I recently attended Cloudera’s Hadoop Training for Administrators course in Columbia, MD. You can read my recap of the first day here. In the second day, we learned how to deploy a cluster, install and configure Hadoop on multiple machines, and manage and schedule MapReduce jobs.

1. Deploying your cluster:

  • There are 3 different deployment types:
    • Local (dev)
      • No daemons, data is stored on the local disk no HDFS, everything runs in a single JVM
    • Psuedo distributed (dev/debugging b4 production)
      • All daemons run locally individual JVMs
      • Can be thought of as a single machine cluster
    • Cluster (production):
      • Hadoop daemons run a cluster of machines.
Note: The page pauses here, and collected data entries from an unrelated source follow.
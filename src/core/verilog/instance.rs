//
//  Copyright (C) 2022-2024  Chase Ruskin
//
//  This program is free software: you can redistribute it and/or modify
//  it under the terms of the GNU General Public License as published by
//  the Free Software Foundation, either version 3 of the License, or
//  (at your option) any later version.
//
//  This program is distributed in the hope that it will be useful,
//  but WITHOUT ANY WARRANTY; without even the implied warranty of
//  MERCHANTABILITY or FITNESS FOR A PARTICULAR PURPOSE.  See the
//  GNU General Public License for more details.
//
//  You should have received a copy of the GNU General Public License
//  along with this program.  If not, see <http://www.gnu.org/licenses/>.
//

use super::interface::ParamValue;
use crate::error::Error;
use std::collections::BTreeSet;

/// A named hookup inside an instantiation: `.name(value)`.
#[derive(Debug, PartialEq, Clone)]
pub struct Connection {
    name: String,
    value: String,
}

impl Connection {
    pub fn new(name: &str, value: &str) -> Self {
        Self {
            name: name.to_string(),
            value: value.to_string(),
        }
    }

    pub fn get_name(&self) -> &str {
        &self.name
    }

    pub fn get_value(&self) -> &str {
        &self.value
    }

    fn into_connection(&self) -> String {
        format!("    .{}({})", self.name, self.value)
    }
}

const BUS_ID_SUFFIX: &str = "_WBID";

/// A wishbone slave interface exposed by an instance.
#[derive(Debug, PartialEq, Clone)]
pub struct BusInterface {
    size_bytes: u32,
    label: String,
    id: String,
}

impl BusInterface {
    /// Number of bytes of address space the interface decodes.
    pub fn get_size(&self) -> u32 {
        self.size_bytes
    }

    pub fn get_label(&self) -> &str {
        &self.label
    }

    /// The identifier of the local parameter that holds this interface's slave
    /// index, e.g. `ADC_WBID0`.
    pub fn get_id(&self) -> &str {
        &self.id
    }
}

/// One instantiation of a sub-component inside a parent module.
#[derive(Debug, PartialEq, Clone)]
pub struct Instance {
    entity: String,
    name: String,
    comment: Option<String>,
    ports: Vec<Connection>,
    parameters: Vec<Connection>,
    bus_interfaces: Vec<BusInterface>,
    source_files: BTreeSet<String>,
}

impl Instance {
    /// Creates an instance of `entity` named `name`.
    ///
    /// Errors if either identifier is empty.
    pub fn new(entity: &str, name: &str, comment: Option<&str>) -> Result<Self, Error> {
        if entity.is_empty() == true {
            return Err(Error::EmptyEntity);
        }
        if name.is_empty() == true {
            return Err(Error::EmptyInstanceName);
        }
        Ok(Self {
            entity: entity.to_string(),
            name: name.to_string(),
            comment: comment.map(|c| c.to_string()),
            ports: Vec::new(),
            parameters: Vec::new(),
            bus_interfaces: Vec::new(),
            source_files: BTreeSet::new(),
        })
    }

    pub fn get_entity(&self) -> &str {
        &self.entity
    }

    pub fn get_name(&self) -> &str {
        &self.name
    }

    pub fn get_ports(&self) -> &[Connection] {
        &self.ports
    }

    pub fn get_parameters(&self) -> &[Connection] {
        &self.parameters
    }

    pub fn get_bus_interfaces(&self) -> &[BusInterface] {
        &self.bus_interfaces
    }

    pub fn get_source_files(&self) -> &BTreeSet<String> {
        &self.source_files
    }

    /// Records a source file (or directory) needed to build this instance.
    pub fn add_source_file(&mut self, file: &str) {
        self.source_files.insert(file.to_string());
    }

    /// Connects port `name` to `signal`, which may include indexing such as
    /// `my_signal[15:8]`.
    pub fn add_port(&mut self, name: &str, signal: &str) {
        self.ports.push(Connection::new(name, signal));
    }

    pub fn add_parameter<V: Into<ParamValue>>(&mut self, name: &str, value: V) {
        self.parameters
            .push(Connection::new(name, &value.into().to_string()));
    }

    /// Declares a wishbone slave interface spanning `size_bytes` bytes and
    /// connects the standard slave ports to the parent's bus.
    ///
    /// The slave-dependent ports index the parent's bus by the interface's id,
    /// which the parent defines as a local parameter once addresses are
    /// allocated. `label` defaults to the instance name.
    pub fn add_bus_interface(
        &mut self,
        size_bytes: u32,
        label: Option<&str>,
    ) -> Result<&BusInterface, Error> {
        let label = label.unwrap_or(&self.name).to_string();
        if size_bytes == 0 {
            return Err(Error::ZeroBusSize(label));
        }
        let id = format!(
            "{}{}{}",
            label.to_uppercase(),
            BUS_ID_SUFFIX,
            self.bus_interfaces.len()
        );

        self.add_port("wb_clk_i", "wb_clk_i");
        self.add_port("wb_rst_i", "wb_rst_i");
        self.add_port("wb_cyc_i", &format!("wbs_cyc_o[{}]", id));
        self.add_port("wb_stb_i", &format!("wbs_stb_o[{}]", id));
        self.add_port("wb_we_i", "wbs_we_o");
        self.add_port("wb_sel_i", "wbs_sel_o");
        self.add_port("wb_adr_i", "wbs_adr_o");
        self.add_port("wb_dat_i", "wbs_dat_o");
        self.add_port("wb_dat_o", &format!("wbs_dat_i[({0}+1)*32-1:({0})*32]", id));
        self.add_port("wb_ack_o", &format!("wbs_ack_i[{}]", id));
        self.add_port("wb_err_o", &format!("wbs_err_i[{}]", id));

        self.bus_interfaces.push(BusInterface {
            size_bytes: size_bytes,
            label: label,
            id: id,
        });
        // the vector was just pushed to
        Ok(&self.bus_interfaces[self.bus_interfaces.len() - 1])
    }

    /// Writes the instantiation of this instance.
    pub fn into_instance(&self) -> String {
        let mut result = String::new();
        if let Some(c) = &self.comment {
            result.push_str(&format!("  // {}\n", c));
        }
        result.push_str("  ");
        result.push_str(&self.entity);
        // parameters
        if self.parameters.is_empty() == false {
            result.push_str(" #(\n");
            result.push_str(&display_connections(&self.parameters));
            result.push_str("  )");
        }
        result.push(' ');
        result.push_str(&self.name);
        // ports
        result.push_str(" (\n");
        result.push_str(&display_connections(&self.ports));
        result.push_str("  );\n");
        result
    }
}

/// Lists every connection on its own line, separating them with commas.
fn display_connections(conns: &[Connection]) -> String {
    let mut result = conns
        .iter()
        .map(|c| c.into_connection())
        .collect::<Vec<String>>()
        .join(",\n");
    if result.is_empty() == false {
        result.push('\n');
    }
    result
}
2. Installing Hadoop on multiple machines:

  • Don’t manually install linux on every node.
  • Use some kind of automated deployment. (i.e. RedHat Kickstart)
  • Build a standard slave machine image:
    • Reimage a machine rather than troubleshooting software issues
    • CDH is avalaible in multiple formats (packages and tarballs). Packages are recommended because they include some features not in the tarball.
  • Startup scripts can also install the hadoop native libraries. They provide better performance for some Hadoop components.
    • Hadoop includes scripts called start-all.sh and stop-all.sh. These connect to TTs and DNs to start and stop daemons. Don’t use these scripts, as they require passwordless SSH access to slave nodes.
    • Hadoop does not use SSH for any internal communications.
    • You can verify installation with sample jobs shipped with Hadoop
    • Use CD Manager tool for easy deployment and configuration
  • Hadoop Configuration Files:
    • Each machine in the cluster has its own configuration files that reside in /etc/hadoop/conf
    • Primary files are written in XML
    • .20 onwards configurations have been separated out based on functionality
      • Core properties: core-site.xml
      • HDFS properties: hdfs-site.xml
      • MapReduce properties: mapred-site.xml
      • Hadoop-env.sh sets some environment variables.
    • A lot of the default values are performance stale because they are based on a couple year old hardware specs.
    • Best configuration practices are still in the works b/c of the age of Hadoop. Cloudera hopes to have a guide out sometime this year.
  • Rack awareness:
    • Distributes HDFS blocks based on a host’s location
    • Important for cluster reliability, scalability, and performance.
    • The default setting places all nodes in a single rack /default-rack
    • Script can use a flat file, database, etc.
    • A common scenario is the name your hosts back on rack location so a script can simple deconstruct the name to find the host’s location.
    • You can use IP addresses of names to indentify nodes in Hadoop’s configuration file.
    • Most people use names rather than IPs
    • Cluster daemons generally need to be restarted to read in configuration file changes
  • Configuration Management tools:
    • Use configuration management software to manage machine configuration changes at once
    • Start early; retrofitting these changes is always a pain.
    • There are alternatives to using Cloudera Manager like Puppet and Chef

3. Managing and Scheduling jobs

  • You can control MapReduce jobs at the command line or through the web interface. We went over two job schedulers:
    • FIFO is the default scheduler shipped with Hadoop. With FIFO, Jobs run in order submitted, but this is generally a bad idea when multiple people are using the cluster. The only exception to this is when the developer specifies the priority, but if all jobs are given the same priority then you get the idea.
    • Fair Scheduler is shipped with CDH. Fair scheduler is designed for multiple users to share the cluster simultaneously. MapReduce tasks are split up into different pools and are allocated based on pool configuration parameters.